■ **EXERCISE PROMPT**
Which lines to output? The line containing "async fn provider_router_has_no_canned_routes()" and every line after it in the data below, each copied exactly.

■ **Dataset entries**
════════

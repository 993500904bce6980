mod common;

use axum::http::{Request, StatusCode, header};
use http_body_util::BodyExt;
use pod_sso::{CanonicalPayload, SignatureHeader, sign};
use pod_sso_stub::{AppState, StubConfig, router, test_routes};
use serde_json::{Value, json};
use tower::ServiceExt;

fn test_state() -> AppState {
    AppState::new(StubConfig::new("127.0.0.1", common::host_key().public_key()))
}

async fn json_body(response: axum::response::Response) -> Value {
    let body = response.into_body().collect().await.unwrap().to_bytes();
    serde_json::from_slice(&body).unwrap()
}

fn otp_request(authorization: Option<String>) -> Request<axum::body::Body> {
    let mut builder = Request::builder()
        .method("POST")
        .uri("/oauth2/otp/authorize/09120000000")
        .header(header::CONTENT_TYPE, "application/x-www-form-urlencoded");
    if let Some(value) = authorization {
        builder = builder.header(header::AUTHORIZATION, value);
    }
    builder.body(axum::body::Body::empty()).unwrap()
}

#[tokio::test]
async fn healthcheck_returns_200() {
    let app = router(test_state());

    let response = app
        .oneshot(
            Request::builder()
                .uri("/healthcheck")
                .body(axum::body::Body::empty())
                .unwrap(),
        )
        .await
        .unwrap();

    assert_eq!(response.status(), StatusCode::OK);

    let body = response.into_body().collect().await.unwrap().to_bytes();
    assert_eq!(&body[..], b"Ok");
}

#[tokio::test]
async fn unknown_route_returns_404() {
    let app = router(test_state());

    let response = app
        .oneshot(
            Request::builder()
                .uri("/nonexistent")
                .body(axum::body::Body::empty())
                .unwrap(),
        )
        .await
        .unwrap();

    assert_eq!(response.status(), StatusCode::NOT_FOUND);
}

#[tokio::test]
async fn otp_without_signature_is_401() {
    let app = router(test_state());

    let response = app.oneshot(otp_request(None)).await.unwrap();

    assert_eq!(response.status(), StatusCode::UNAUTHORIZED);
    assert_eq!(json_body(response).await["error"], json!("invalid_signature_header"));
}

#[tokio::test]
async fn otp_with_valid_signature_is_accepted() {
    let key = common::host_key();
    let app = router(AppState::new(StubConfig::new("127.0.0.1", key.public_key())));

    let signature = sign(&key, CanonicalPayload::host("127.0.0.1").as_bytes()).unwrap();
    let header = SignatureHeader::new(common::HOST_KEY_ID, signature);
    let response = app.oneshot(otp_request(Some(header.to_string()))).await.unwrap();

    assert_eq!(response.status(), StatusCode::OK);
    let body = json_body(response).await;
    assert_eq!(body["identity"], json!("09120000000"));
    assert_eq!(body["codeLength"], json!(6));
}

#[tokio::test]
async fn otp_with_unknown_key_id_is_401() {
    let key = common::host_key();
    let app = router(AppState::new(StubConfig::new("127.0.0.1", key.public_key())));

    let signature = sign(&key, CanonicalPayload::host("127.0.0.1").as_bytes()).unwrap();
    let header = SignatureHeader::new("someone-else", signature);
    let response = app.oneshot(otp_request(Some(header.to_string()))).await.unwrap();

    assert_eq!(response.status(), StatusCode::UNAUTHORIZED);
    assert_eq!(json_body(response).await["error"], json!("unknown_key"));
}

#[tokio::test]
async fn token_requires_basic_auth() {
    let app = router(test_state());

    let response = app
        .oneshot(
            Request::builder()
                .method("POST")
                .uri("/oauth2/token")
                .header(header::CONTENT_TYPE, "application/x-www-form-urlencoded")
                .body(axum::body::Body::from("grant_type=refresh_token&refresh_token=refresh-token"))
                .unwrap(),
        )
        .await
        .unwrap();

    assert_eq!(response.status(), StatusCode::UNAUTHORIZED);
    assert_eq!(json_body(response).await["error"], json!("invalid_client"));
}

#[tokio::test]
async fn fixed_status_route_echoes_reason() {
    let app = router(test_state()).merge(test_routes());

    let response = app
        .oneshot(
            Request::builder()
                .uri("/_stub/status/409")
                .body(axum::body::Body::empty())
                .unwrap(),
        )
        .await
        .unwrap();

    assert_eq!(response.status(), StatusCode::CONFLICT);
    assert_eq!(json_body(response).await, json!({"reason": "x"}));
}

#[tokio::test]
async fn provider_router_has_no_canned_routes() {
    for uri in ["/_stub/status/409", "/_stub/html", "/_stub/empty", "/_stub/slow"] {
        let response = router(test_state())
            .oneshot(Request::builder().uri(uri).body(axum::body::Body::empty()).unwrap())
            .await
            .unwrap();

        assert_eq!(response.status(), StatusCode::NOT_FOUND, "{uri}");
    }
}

════════

■ **TASK RESPONSE**
async fn provider_router_has_no_canned_routes() {
    for uri in ["/_stub/status/409", "/_stub/html", "/_stub/empty", "/_stub/slow"] {
        let response = router(test_state())
            .oneshot(Request::builder().uri(uri).body(axum::body::Body::empty()).unwrap())
            .await
            .unwrap();

        assert_eq!(response.status(), StatusCode::NOT_FOUND, "{uri}");
    }
}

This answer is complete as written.